As a uniquely human talent that has evolved from prehistoric cave paintings, art draws on many brain areas responsible for various cognitive processes. The pattern of degeneration in dementia leads to predictable changes in art. The visuospatial deficits in Alzheimer disease lead to less precision and attention to spatial relationships. In some cases of frontotemporal dementia, artistic creativity appears anew as the disease develops. The artwork is approached in a compulsive manner and is often realistic or surrealistic in style. Art in the context of dementia provides a unique window into the cognitive processes of various brain regions and an opportunity for rehabilitation.
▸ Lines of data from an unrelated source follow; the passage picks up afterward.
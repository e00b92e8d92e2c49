//! HTTP client for the remote recommendation backend
//!
//! Posts a site's path sample and local classification scores, and expects a
//! JSON body with recommendations (and optionally a category verdict) back.
//! Every call is bounded by the configured timeout (12s by default).

use std::collections::BTreeMap;
use std::time::Duration;

use reqwest::header::{HeaderMap, HeaderValue, AUTHORIZATION, CONTENT_TYPE};
use serde::{Deserialize, Serialize};

use super::Recommendation;
use crate::classify::{Classification, UrlStructureStats, WebsiteType};
use crate::config::RecommendationConfig;
use crate::error::{Error, Result};

/// Maximum number of distinct paths sent to the backend.
const MAX_REQUEST_PATHS: usize = 200;

/// Request body for the recommendation POST
#[derive(Debug, Clone, Serialize)]
#[serde(rename_all = "camelCase")]
pub struct RecommendationRequest {
    pub domain: String,
    pub paths: Vec<String>,
    pub page_views: u64,
    pub url_structure_stats: UrlStructureStats,
    pub pattern_scores: BTreeMap<WebsiteType, f64>,
}

impl RecommendationRequest {
    /// Build a request from observed paths and their local classification.
    ///
    /// Paths are de-duplicated (first seen wins) and capped.
    pub fn new<S: AsRef<str>>(domain: &str, paths: &[S], classification: &Classification) -> Self {
        let mut seen = std::collections::HashSet::new();
        let unique: Vec<String> = paths
            .iter()
            .map(|p| p.as_ref().to_string())
            .filter(|p| seen.insert(p.clone()))
            .take(MAX_REQUEST_PATHS)
            .collect();

        Self {
            domain: domain.to_string(),
            paths: unique,
            page_views: paths.len() as u64,
            url_structure_stats: classification.structure.clone(),
            pattern_scores: classification.pattern_scores.clone(),
        }
    }
}

/// Response body from the recommendation backend
#[derive(Debug, Clone, Deserialize)]
#[serde(rename_all = "camelCase")]
pub struct RemoteRecommendations {
    /// Backend's category verdict, if it made one
    #[serde(default)]
    pub website_type: Option<String>,
    /// Backend's confidence in `website_type`
    #[serde(default)]
    pub confidence: Option<f64>,
    #[serde(default)]
    pub recommendations: Vec<Recommendation>,
}

impl RemoteRecommendations {
    /// The backend's verdict, when it names a known category.
    pub fn verdict(&self) -> Option<(WebsiteType, f64)> {
        let website_type = self.website_type.as_deref()?.parse().ok()?;
        let confidence = self.confidence.filter(|c| c.is_finite())?;
        Some((website_type, confidence))
    }
}

/// HTTP client for the recommendation backend
pub struct RecommendationClient {
    http_client: reqwest::Client,
    endpoint: String,
    timeout: Duration,
}

impl RecommendationClient {
    /// Create a new client from configuration
    ///
    /// Returns an error if the configuration is invalid or missing required fields.
    pub fn new(config: RecommendationConfig) -> Result<Self> {
        config.validate()?;

        let endpoint = config
            .endpoint
            .clone()
            .ok_or_else(|| Error::Config("recommendations.endpoint is required".to_string()))?;

        let mut headers = HeaderMap::new();
        headers.insert(CONTENT_TYPE, HeaderValue::from_static("application/json"));

        if let Some(api_key) = &config.api_key {
            let auth_value = format!("Bearer {}", api_key);
            headers.insert(
                AUTHORIZATION,
                HeaderValue::from_str(&auth_value)
                    .map_err(|e| Error::Config(format!("invalid api_key: {}", e)))?,
            );
        }

        let timeout = config.timeout();
        let http_client = reqwest::Client::builder()
            .timeout(timeout)
            .default_headers(headers)
            .build()
            .map_err(|e| Error::Config(format!("failed to create HTTP client: {}", e)))?;

        Ok(Self {
            http_client,
            endpoint,
            timeout,
        })
    }

    pub fn timeout(&self) -> Duration {
        self.timeout
    }

    /// POST the request and parse the response.
    ///
    /// Aborts with [`Error::Timeout`] once the configured timeout elapses.
    pub async fn fetch(&self, request: &RecommendationRequest) -> Result<RemoteRecommendations> {
        match tokio::time::timeout(self.timeout, self.send(request)).await {
            Ok(result) => result,
            Err(_) => Err(Error::Timeout(self.timeout)),
        }
    }

    async fn send(&self, request: &RecommendationRequest) -> Result<RemoteRecommendations> {
        let response = self
            .http_client
            .post(&self.endpoint)
            .json(request)
            .send()
            .await
            .map_err(|e| {
                if e.is_timeout() {
                    Error::Timeout(self.timeout)
                } else {
                    Error::Recommendation(format!("HTTP request failed: {}", e))
                }
            })?;

        let status = response.status();

        if status.is_success() {
            response
                .json()
                .await
                .map_err(|e| Error::Recommendation(format!("failed to parse response: {}", e)))
        } else {
            let error_text = response
                .text()
                .await
                .unwrap_or_else(|_| "unknown".to_string());
            Err(Error::Recommendation(format!(
                "API error ({}): {}",
                status, error_text
            )))
        }
    }
}

#[cfg(test)]
mod tests {
    use super::*;
    use crate::classify::classify;

    #[test]
    fn test_client_requires_valid_config() {
        let config = RecommendationConfig {
            enabled: true,
            ..Default::default()
        };
        assert!(RecommendationClient::new(config).is_err());
        // Disabled and unconfigured: nothing to talk to
        assert!(RecommendationClient::new(RecommendationConfig::default()).is_err());
    }

    #[test]
    fn test_client_with_valid_config() {
        let config = RecommendationConfig {
            enabled: true,
            endpoint: Some("https://recs.example.com/v1/recommend".to_string()),
            api_key: Some("rk_test".to_string()),
            ..Default::default()
        };
        let client = RecommendationClient::new(config).unwrap();
        assert_eq!(client.timeout(), Duration::from_secs(12));
    }

    #[test]
    fn test_request_payload_shape() {
        let paths = vec!["/", "/cart", "/", "/checkout"];
        let classification = classify(&paths);
        let request = RecommendationRequest::new("shop.example.com", &paths, &classification);

        assert_eq!(request.paths, vec!["/", "/cart", "/checkout"]);
        assert_eq!(request.page_views, 4);

        let json = serde_json::to_value(&request).unwrap();
        assert_eq!(json["domain"], "shop.example.com");
        assert_eq!(json["pageViews"], 4);
        assert!(json["urlStructureStats"]["uniquePaths"].is_number());
        assert!(json["patternScores"]["ecommerce"].is_number());
    }

    #[test]
    fn test_remote_verdict() {
        let body = r#"{"websiteType":"saas","confidence":72.5,"recommendations":[]}"#;
        let remote: RemoteRecommendations = serde_json::from_str(body).unwrap();
        assert_eq!(remote.verdict(), Some((WebsiteType::Saas, 72.5)));

        let body = r#"{"websiteType":"spaceship","recommendations":[]}"#;
        let remote: RemoteRecommendations = serde_json::from_str(body).unwrap();
        assert_eq!(remote.verdict(), None);
    }
}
The differential diagnosis of dementia is based on the pattern of cognitive and behavioral decline that accompanies progressive and focal degeneration of specific brain regions. Documenting deficits is an important component of dementia diagnosis, but accurate diagnosis also requires factoring in a patient's strengths. Good memory in the setting of dementia rarely represents Alzheimer disease (AD) but is common with frontotemporal dementia (FTD), while outstanding social skills are unusual with FTD but are routinely seen in AD.1 Similarly, simple copying is typically preserved in FTD but abnormal in AD.2 In addition to normal copying skills, some patients with FTD develop a new interest in painting.3,4 Remarkably, artistic productivity can increase despite progression of the dementia.5
The emergence and evolution of visual creativity in dementia offers a window into the artistic process, while hinting at the extraordinary cognitive flexibility of individuals experiencing progressive loss of cortical neurons. Documenting the artistic deficits or strengths that develop after focal brain injury allows the generation of a map of the cortical regions involved in the different components of visual creativity, helping to distinguish the roles of the dominant and nondominant hemispheres in art. In this review, the brain areas engaged in the production of visual art are described and the implications of these findings are noted as they enrich our understanding of brain function and dementia.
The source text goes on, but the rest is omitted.